Hachee is a type of stew or sauce from Holland that is based on minced or cubed meats.
Hachee is a type of stew or sauce from Holland that is based on minced or cubed meats. The Dutch have been preparing and eating this food since at least the Middle Ages in Europe. The word is of French origin; hacher means to mince, mince or grind, so hachee was adopted as a way of describing the way the meat for the dish was prepared. Today, hachee is one of the simplest and most common recipes in traditional Dutch cuisine.

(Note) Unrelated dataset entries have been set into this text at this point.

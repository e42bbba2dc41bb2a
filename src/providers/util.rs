use anyhow::Error;
use std::future::Future;
use std::time::Duration;
use tracing::debug;

/// Retries an async operation with configurable attempts and delays
///
/// # Parameters
/// - `operation`: Closure returning a future
/// - `retries`: Number of retry attempts (total runs = 1 initial + retries)
/// - `delay_ms`: Milliseconds between retry attempts
///
/// # Returns
/// Either the successful result or the error after all attempts
pub async fn with_retry<F, Fut, T>(
    mut operation: F,
    retries: usize,
    delay_ms: u64,
) -> Result<T, Error>
where
    F: FnMut() -> Fut,
    Fut: Future<Output = Result<T, reqwest::Error>>,
{
    let mut attempt = 1;
    loop {
        match operation().await.map_err(anyhow::Error::from) {
            Ok(val) => return Ok(val),
            Err(err) => {
                if attempt > retries {
                    return Err(err);
                }
                debug!(
                    "Attempt {}/{} failed: {}. Retrying...",
                    attempt, retries, err
                );
                attempt += 1;
                tokio::time::sleep(Duration::from_millis(delay_ms)).await;
            }
        }
    }
}

pub(crate) fn http_client() -> reqwest::Result<reqwest::Client> {
    reqwest::Client::builder()
        .user_agent(concat!("powerlaw/", env!("CARGO_PKG_VERSION")))
        .timeout(Duration::from_secs(10))
        .build()
}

Hachee features minced meat.
The exact origin of the hachee is unknown. Some people, however, theorize that it came about when people used meat they had already cooked in thick-walled cast-iron pans called Dutch ovens with some vegetables. In addition, they added liquids with high acidity, such as vinegar and wine, to the meat to make it even more tender.
The recipe is believed to have originated in North Brabant, a province in the south of the Netherlands that borders neighboring Belgium to the south. The earliest evidence of the stew’s existence can be found in descriptions of medieval European meals placed in public arenas for self-service. There is no record, however, of how hachee was made during the Middle Ages.
The typical hachee recipe involves diced or chopped meat or steak, seasoned with salt and pepper and then browned in a skillet greased with oil or butter. Sliced onions can be placed in the skillet a few moments later to brown with the meat. Flour is then added. When it too turns brown, broth is added to the mixture, followed by vinegar or wine, bay leaves, and cloves. The heat is then turned down so that the stew boils for a little over an hour.
The resulting sauce has a thick constitution and dark brown color. Hachee is typically served as a condiment with lightly fried and slow-cooked red cabbage, boiled potatoes, apples or applesauce or rice. Another food that often accompanies the stew is hutspot, Dutch for hotchpotch, or a dish consisting of boiled potatoes and mashed carrots and onions. Also of medieval origin, the hutspot’s rich past rivals that of the hachee, as it is said to have originated during France’s failed 1574 siege of the southern Dutch city of Leiden during the Eighty Years’ War.
Despite the standard ingredients for making hachee, cooks are free to swap some of them for others or make additions. For example, some people use fish or chicken instead of the usual beef. Others may add ingredients like soy sauce or raisins.